Léxico

ESCLAVITUD (HISTORIA)

Esclavos y clérigos. La posición del clero vasco ante el fenómeno de la esclavitud queda clara en sus actitudes de colaboración para capturar a esclavos fugitivos. Está claro que veían el estado de sumisión de los mismos como algo que no repugnaba a sus principios religiosos y éticos. Además, la actitud de los clérigos vascos no respondía a una postura de meros espectadores del fenómeno. Por tanto, nada se interponía a la posibilidad de que los mismos entraran en la posesión, incluso en la venta, de dichos esclavos.

Pedro Iturrieta, rector de la localidad guipuzcoana de Asteasu, se decidió el año 1631 a vender un esclavo de su propiedad a un vecino de Usurbil, Domingo de Araeta. El documento no permite albergar dudas sobre la titularidad de la propiedad del citado cura, del que se aclara que "tenía en su poder y casa un mozo negro, habíale adquirido mediante justos y buenos títulos, de edad de veynte y quatro años, poco más o menos, con una señal en el pescueço debajo de la oreja izquierda que pareçe se la hizieron con algún ferro caliente, de buena o mediana estatura".

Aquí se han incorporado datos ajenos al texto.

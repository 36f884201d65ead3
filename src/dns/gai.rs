//! System DNS resolver using getaddrinfo.
//!
//! Resolution runs in `tokio::task::spawn_blocking` so it never stalls the
//! async runtime.

use super::{Addrs, Name, Resolve, Resolving};
use crate::base::context::IoResultExt;
use crate::base::neterror::NetError;
use std::collections::HashSet;
use std::io;
use std::net::{IpAddr, ToSocketAddrs};

/// System DNS resolver using `getaddrinfo` in a thread pool.
#[derive(Clone, Debug, Default)]
pub struct GaiResolver;

impl GaiResolver {
    pub fn new() -> Self {
        Self
    }
}

impl Resolve for GaiResolver {
    fn resolve(&self, name: Name) -> Resolving {
        Box::pin(async move {
            let host = name.as_str().to_string();
            let domain = host.clone();

            let result = tokio::task::spawn_blocking(move || {
                tracing::debug!(host = %host, "resolving via getaddrinfo");
                (host.as_str(), 0u16)
                    .to_socket_addrs()
                    .map(|iter| unique_in_order(iter.map(|addr| addr.ip())))
            })
            .await;

            let ips = result
                .map_err(|e| {
                    tracing::error!(error = %e, "DNS resolution task failed");
                    NetError::NameNotResolved
                })?
                .dns_context(&domain)?;

            if ips.is_empty() {
                return Err(NetError::dns_failed(
                    &domain,
                    io::Error::new(io::ErrorKind::NotFound, "No addresses returned by getaddrinfo"),
                ));
            }

            tracing::debug!(domain = %domain, count = ips.len(), "DNS resolution complete");
            Ok(Box::new(ips.into_iter()) as Addrs)
        })
    }
}

/// Drop repeated addresses, keeping the first occurrence of each.
///
/// getaddrinfo returns one entry per socket type, and families may interleave.
fn unique_in_order(ips: impl Iterator<Item = IpAddr>) -> Vec<IpAddr> {
    let mut seen = HashSet::new();
    ips.filter(|ip| seen.insert(*ip)).collect()
}
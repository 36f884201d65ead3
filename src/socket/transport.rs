//! Byte transport under a WebSocket connection.
//!
//! A [`Transport`] owns one connected stream. Before the Upgrade handshake
//! it is used whole; afterwards it is split so the read and write
//! directions can be driven from different tasks.

use crate::base::context::IoResultExt;
use crate::base::neterror::NetError;
use crate::socket::stream::MaybeTlsStream;
use bytes::BytesMut;
use std::time::Duration;
use tokio::io::{AsyncReadExt, AsyncWriteExt, ReadHalf, WriteHalf};

/// Bytes requested from the socket per read, matching a 64 KiB `recv`.
pub const DEFAULT_READ_CHUNK: usize = 64 * 1024;

async fn read_with_timeout<R>(
    reader: &mut R,
    buf: &mut BytesMut,
    chunk: usize,
    limit: Option<Duration>,
) -> Result<usize, NetError>
where
    R: tokio::io::AsyncRead + Unpin,
{
    buf.reserve(chunk);
    match limit {
        Some(limit) => tokio::time::timeout(limit, reader.read_buf(buf))
            .await
            .map_err(|_| NetError::ConnectionTimedOut)?
            .socket_context(),
        None => reader.read_buf(buf).await.socket_context(),
    }
}

#[derive(Debug)]
pub struct Transport {
    stream: MaybeTlsStream,
    read_chunk: usize,
    read_timeout: Option<Duration>,
}

impl Transport {
    pub fn new(stream: MaybeTlsStream) -> Self {
        Self {
            stream,
            read_chunk: DEFAULT_READ_CHUNK,
            read_timeout: None,
        }
    }

    pub fn with_read_chunk(mut self, chunk: usize) -> Self {
        self.read_chunk = chunk.max(1);
        self
    }

    pub fn with_read_timeout(mut self, timeout: Option<Duration>) -> Self {
        self.read_timeout = timeout;
        self
    }

    pub fn is_tls(&self) -> bool {
        self.stream.is_tls()
    }

    pub async fn send(&mut self, data: &[u8]) -> Result<(), NetError> {
        self.stream.write_all(data).await.socket_context()?;
        self.stream.flush().await.socket_context()
    }

    /// Append received bytes to `buf`. `Ok(0)` means end-of-stream.
    pub async fn recv(&mut self, buf: &mut BytesMut) -> Result<usize, NetError> {
        read_with_timeout(&mut self.stream, buf, self.read_chunk, self.read_timeout).await
    }

    pub async fn shutdown_write(&mut self) -> Result<(), NetError> {
        self.stream.shutdown().await.socket_context()
    }

    pub fn split(self) -> (TransportReader, TransportWriter) {
        let (read, write) = tokio::io::split(self.stream);
        (
            TransportReader {
                inner: read,
                read_chunk: self.read_chunk,
                read_timeout: self.read_timeout,
            },
            TransportWriter {
                inner: write,
                write_closed: false,
            },
        )
    }
}

/// Read direction of a split [`Transport`].
#[derive(Debug)]
pub struct TransportReader {
    inner: ReadHalf<MaybeTlsStream>,
    read_chunk: usize,
    read_timeout: Option<Duration>,
}

impl TransportReader {
    /// Append received bytes to `buf`. `Ok(0)` means end-of-stream.
    pub async fn recv(&mut self, buf: &mut BytesMut) -> Result<usize, NetError> {
        read_with_timeout(&mut self.inner, buf, self.read_chunk, self.read_timeout).await
    }

    /// Discard incoming bytes until the peer closes its side.
    pub async fn drain_to_eof(&mut self) -> Result<(), NetError> {
        let mut scratch = BytesMut::new();
        loop {
            scratch.clear();
            // The read timeout does not apply here; callers bound the drain.
            scratch.reserve(self.read_chunk);
            if self.inner.read_buf(&mut scratch).await.socket_context()? == 0 {
                return Ok(());
            }
        }
    }
}

/// Write direction of a split [`Transport`].
#[derive(Debug)]
pub struct TransportWriter {
    inner: WriteHalf<MaybeTlsStream>,
    write_closed: bool,
}

impl TransportWriter {
    pub async fn send(&mut self, data: &[u8]) -> Result<(), NetError> {
        if self.write_closed {
            return Err(NetError::ConnectionClosed);
        }
        self.inner.write_all(data).await.socket_context()?;
        self.inner.flush().await.socket_context()
    }

    /// Half-close: send FIN (and TLS close_notify) while keeping reads open.
    pub async fn shutdown_write(&mut self) -> Result<(), NetError> {
        if self.write_closed {
            return Ok(());
        }
        self.write_closed = true;
        self.inner.shutdown().await.socket_context()
    }

    pub fn is_write_closed(&self) -> bool {
        self.write_closed
    }
}
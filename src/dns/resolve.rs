//! Core DNS resolution types and traits.

use crate::base::neterror::NetError;
use std::{
    collections::HashMap,
    fmt,
    future::Future,
    net::{IpAddr, SocketAddr},
    pin::Pin,
    sync::Arc,
};

/// A host name to resolve into IP addresses.
#[derive(Clone, Hash, Eq, PartialEq)]
pub struct Name {
    host: Box<str>,
}

impl Name {
    #[inline]
    pub fn new(host: impl Into<Box<str>>) -> Self {
        Self { host: host.into() }
    }

    #[inline]
    pub fn as_str(&self) -> &str {
        &self.host
    }
}

impl From<&str> for Name {
    fn from(value: &str) -> Self {
        Name::new(value)
    }
}

impl From<String> for Name {
    fn from(value: String) -> Self {
        Name::new(value)
    }
}

impl fmt::Debug for Name {
    fn fmt(&self, f: &mut fmt::Formatter<'_>) -> fmt::Result {
        fmt::Debug::fmt(&self.host, f)
    }
}

impl fmt::Display for Name {
    fn fmt(&self, f: &mut fmt::Formatter<'_>) -> fmt::Result {
        fmt::Display::fmt(&self.host, f)
    }
}

/// Alias for an `Iterator` trait object over `IpAddr`.
pub type Addrs = Box<dyn Iterator<Item = IpAddr> + Send>;

/// Alias for the `Future` type returned by a DNS resolver.
pub type Resolving = Pin<Box<dyn Future<Output = Result<Addrs, NetError>> + Send>>;

/// Trait for DNS resolution, the transport's `HostResolver`.
///
/// Implementations must be thread-safe; a single resolver is shared by every
/// connection built from the same [`WebSocketBuilder`](crate::ws::WebSocketBuilder).
pub trait Resolve: Send + Sync {
    fn resolve(&self, name: Name) -> Resolving;
}

impl<R: Resolve + ?Sized> Resolve for Arc<R> {
    fn resolve(&self, name: Name) -> Resolving {
        (**self).resolve(name)
    }
}

/// Resolver that answers from a fixed host table before delegating.
///
/// Handy for pointing a `wss://` URL with a real certificate name at a local
/// test server.
///
/// ```rust,ignore
/// use wsnet::dns::{GaiResolver, OverrideResolver};
///
/// let resolver = OverrideResolver::new(Arc::new(GaiResolver::new()))
///     .with_override("echo.test", "127.0.0.1".parse()?);
/// ```
pub struct OverrideResolver {
    inner: Arc<dyn Resolve>,
    overrides: HashMap<String, Vec<IpAddr>>,
}

impl OverrideResolver {
    pub fn new(inner: Arc<dyn Resolve>) -> Self {
        Self {
            inner,
            overrides: HashMap::new(),
        }
    }

    /// Add an address for `host`. Repeated calls append.
    pub fn with_override(mut self, host: impl Into<String>, addr: IpAddr) -> Self {
        self.overrides
            .entry(host.into().to_ascii_lowercase())
            .or_default()
            .push(addr);
        self
    }

    pub fn override_count(&self) -> usize {
        self.overrides.len()
    }
}

impl Resolve for OverrideResolver {
    fn resolve(&self, name: Name) -> Resolving {
        if let Some(addrs) = self.overrides.get(&name.as_str().to_ascii_lowercase()) {
            tracing::trace!(host = %name, "resolved from override table");
            let addrs: Addrs = Box::new(addrs.clone().into_iter());
            return Box::pin(std::future::ready(Ok(addrs)));
        }
        self.inner.resolve(name)
    }
}

impl fmt::Debug for OverrideResolver {
    fn fmt(&self, f: &mut fmt::Formatter<'_>) -> fmt::Result {
        f.debug_struct("OverrideResolver")
            .field("override_count", &self.overrides.len())
            .finish_non_exhaustive()
    }
}

/// Resolve `host` to socket addresses on `port`.
///
/// IP literals (including bracketed IPv6 as produced by `Url::host_str`)
/// bypass the resolver.
pub async fn resolve_host(
    resolver: &dyn Resolve,
    host: &str,
    port: u16,
) -> Result<Vec<SocketAddr>, NetError> {
    let bare = host.trim_start_matches('[').trim_end_matches(']');
    if let Ok(ip) = bare.parse::<IpAddr>() {
        return Ok(vec![SocketAddr::new(ip, port)]);
    }

    let addrs: Vec<SocketAddr> = resolver
        .resolve(Name::new(bare))
        .await?
        .map(|ip| SocketAddr::new(ip, port))
        .collect();

    if addrs.is_empty() {
        return Err(NetError::NameNotResolved);
    }
    Ok(addrs)
}
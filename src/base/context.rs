//! Ergonomic error context helpers.
//!
//! Provides extension traits for adding context to `Result` types,
//! converting IO errors into context-rich `NetError` variants.

use crate::base::neterror::NetError;
use std::io;

/// Extension trait for adding context to IO Results.
pub trait IoResultExt<T> {
    /// Add connection context to an IO error.
    ///
    /// # Example
    /// ```ignore
    /// use wsnet::base::context::IoResultExt;
    ///
    /// let stream = TcpStream::connect(addr).await
    ///     .connection_context("example.com", 443)?;
    /// // Error: "Connection to example.com:443 failed: ..."
    /// ```
    fn connection_context(self, host: &str, port: u16) -> Result<T, NetError>;

    /// Add DNS resolution context to an IO error.
    fn dns_context(self, domain: &str) -> Result<T, NetError>;

    /// Map an IO error on an established socket.
    fn socket_context(self) -> Result<T, NetError>;
}

impl<T> IoResultExt<T> for Result<T, io::Error> {
    fn connection_context(self, host: &str, port: u16) -> Result<T, NetError> {
        self.map_err(|e| NetError::connection_failed_to(host, port, e))
    }

    fn dns_context(self, domain: &str) -> Result<T, NetError> {
        self.map_err(|e| NetError::dns_failed(domain, e))
    }

    fn socket_context(self) -> Result<T, NetError> {
        self.map_err(|e| {
            tracing::debug!(error = %e, "socket I/O failed");
            NetError::from_socket_io(&e)
        })
    }
}
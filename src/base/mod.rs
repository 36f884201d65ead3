//! Base types and error handling.
//!
//! Provides foundational types mirroring Chromium's `net/base/`:
//! - [`NetError`](neterror::NetError): network error codes in the style of `net_error_list.h`
//! - [`ErrorKind`](neterror::ErrorKind): connect / TLS / handshake / protocol / send taxonomy
//! - [`random`]: BoringSSL-backed randomness for handshake and mask keys

pub mod context;
pub mod neterror;
pub mod random;

#[cfg(test)]
mod tests;
//! Per-connection settings.

use crate::socket::tls::TlsConfig;
use http::HeaderMap;
use std::time::Duration;

/// Default limit for DNS + TCP + TLS.
pub const DEFAULT_CONNECT_TIMEOUT: Duration = Duration::from_secs(10);
/// Default wait for the `101` response.
pub const DEFAULT_HANDSHAKE_TIMEOUT: Duration = Duration::from_secs(10);
/// Default wait for the peer's close frame and EOF.
pub const DEFAULT_CLOSE_TIMEOUT: Duration = Duration::from_secs(5);
pub const DEFAULT_MAX_MESSAGE_SIZE: usize = 64 << 20;
pub const DEFAULT_MAX_FRAME_SIZE: usize = 16 << 20;

/// Settings for one WebSocket connection.
#[derive(Debug, Clone)]
pub struct WebSocketConfig {
    /// Bound on name resolution, TCP connect and TLS handshake. `None` waits forever.
    pub connect_timeout: Option<Duration>,
    /// Bound on receiving the Upgrade response.
    pub handshake_timeout: Option<Duration>,
    /// Grace period for the closing handshake.
    pub close_timeout: Duration,
    /// Per-read limit once open. Expiry fails the connection.
    pub read_timeout: Option<Duration>,
    /// Largest reassembled message accepted.
    pub max_message_size: Option<usize>,
    /// Largest single frame payload accepted.
    pub max_frame_size: Option<usize>,
    /// Split outgoing messages into frames of at most this many bytes.
    pub write_fragment_size: Option<usize>,
    /// Bytes requested from the socket per read.
    pub read_buffer_size: usize,
    /// Subprotocols offered in `Sec-WebSocket-Protocol`, in preference order.
    pub subprotocols: Vec<String>,
    /// Extra handshake request headers.
    pub headers: HeaderMap,
    /// TLS settings for `wss://`.
    pub tls: TlsConfig,
}

impl Default for WebSocketConfig {
    fn default() -> Self {
        Self {
            connect_timeout: Some(DEFAULT_CONNECT_TIMEOUT),
            handshake_timeout: Some(DEFAULT_HANDSHAKE_TIMEOUT),
            close_timeout: DEFAULT_CLOSE_TIMEOUT,
            read_timeout: None,
            max_message_size: Some(DEFAULT_MAX_MESSAGE_SIZE),
            max_frame_size: Some(DEFAULT_MAX_FRAME_SIZE),
            write_fragment_size: None,
            read_buffer_size: crate::socket::transport::DEFAULT_READ_CHUNK,
            subprotocols: Vec::new(),
            headers: HeaderMap::new(),
            tls: TlsConfig::default(),
        }
    }
}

Pocos años antes, una manda convertía en dueños de dos esclavos, procedentes de las Indias, a los religiosos de un convento de Euskal Herria. La reacción del ecónomo de la comunidad de frailes fue la de ordenar la venta de dichos esclavos, que habían sido desembarcados en Andalucía, donde habían llegado en calidad de donativo de un feligrés, quien en modo alguno pudo llegar a considerar que podía constituir un regalo inoportuno.

Asimismo, tampoco debió ser motivo de escándalo lo reflejado en un texto navarro de mediados del siglo XVIII, una "Sentencia compromisal" que habla de los derechos de los condes de Lizarraga, y en que figura como poderhabiente Don Miguel Daoiz, "Arcediano de la Tabla, Dignidad de la Santa Iglesia Catedral de esta ciudad" (Iruña). Entre los derechos patrimoniales otorgados al clérigo en dicho documento aparece el poder "para que compre, o venda, qualesquiere esclavos, o esclavas, sugetos a servidumbres, concertándolos, executándolos, en los precios de maravedís, que quisiere...".

Aunque no se trate de posesión, resulta oportuno reseñar el caso de la actitud de un clérigo guipuzcoano ante un esclavo. Se trata del presbítero de Ezkioga Pedro de Salsamendi, contra quien el fiscal general del obispado de Iruña presenta una serie de querellas. Sin duda, aparece como la más grave de sus faltas la de mantener "tratos ilícitos" con una tal María López. A las acusaciones de maltratos, conducta poco edificante, y la fama de jugador empedernido, se añade la de violencia ejercida contra un esclavo morador de Ezkioga. La queja menciona los golpes recibidos por "Lorenço de Echeçarreta, esclabo de Lorenço Ladrón de Echeçarreta... por haber reprendido al dicho acusado pareçía mal a un saçerdote estar amançebado, rompió un palo en el dicho Lorenço esclavo, dando golpes con él". Es probable que, ante cualquier vecino que se atreviera a proferir semejantes acusaciones, el violento clérigo hubiese recibido igual respuesta. Pero no resulta superfluo sospechar que el hecho de ser el injuriante un esclavo no jugaría a su favor.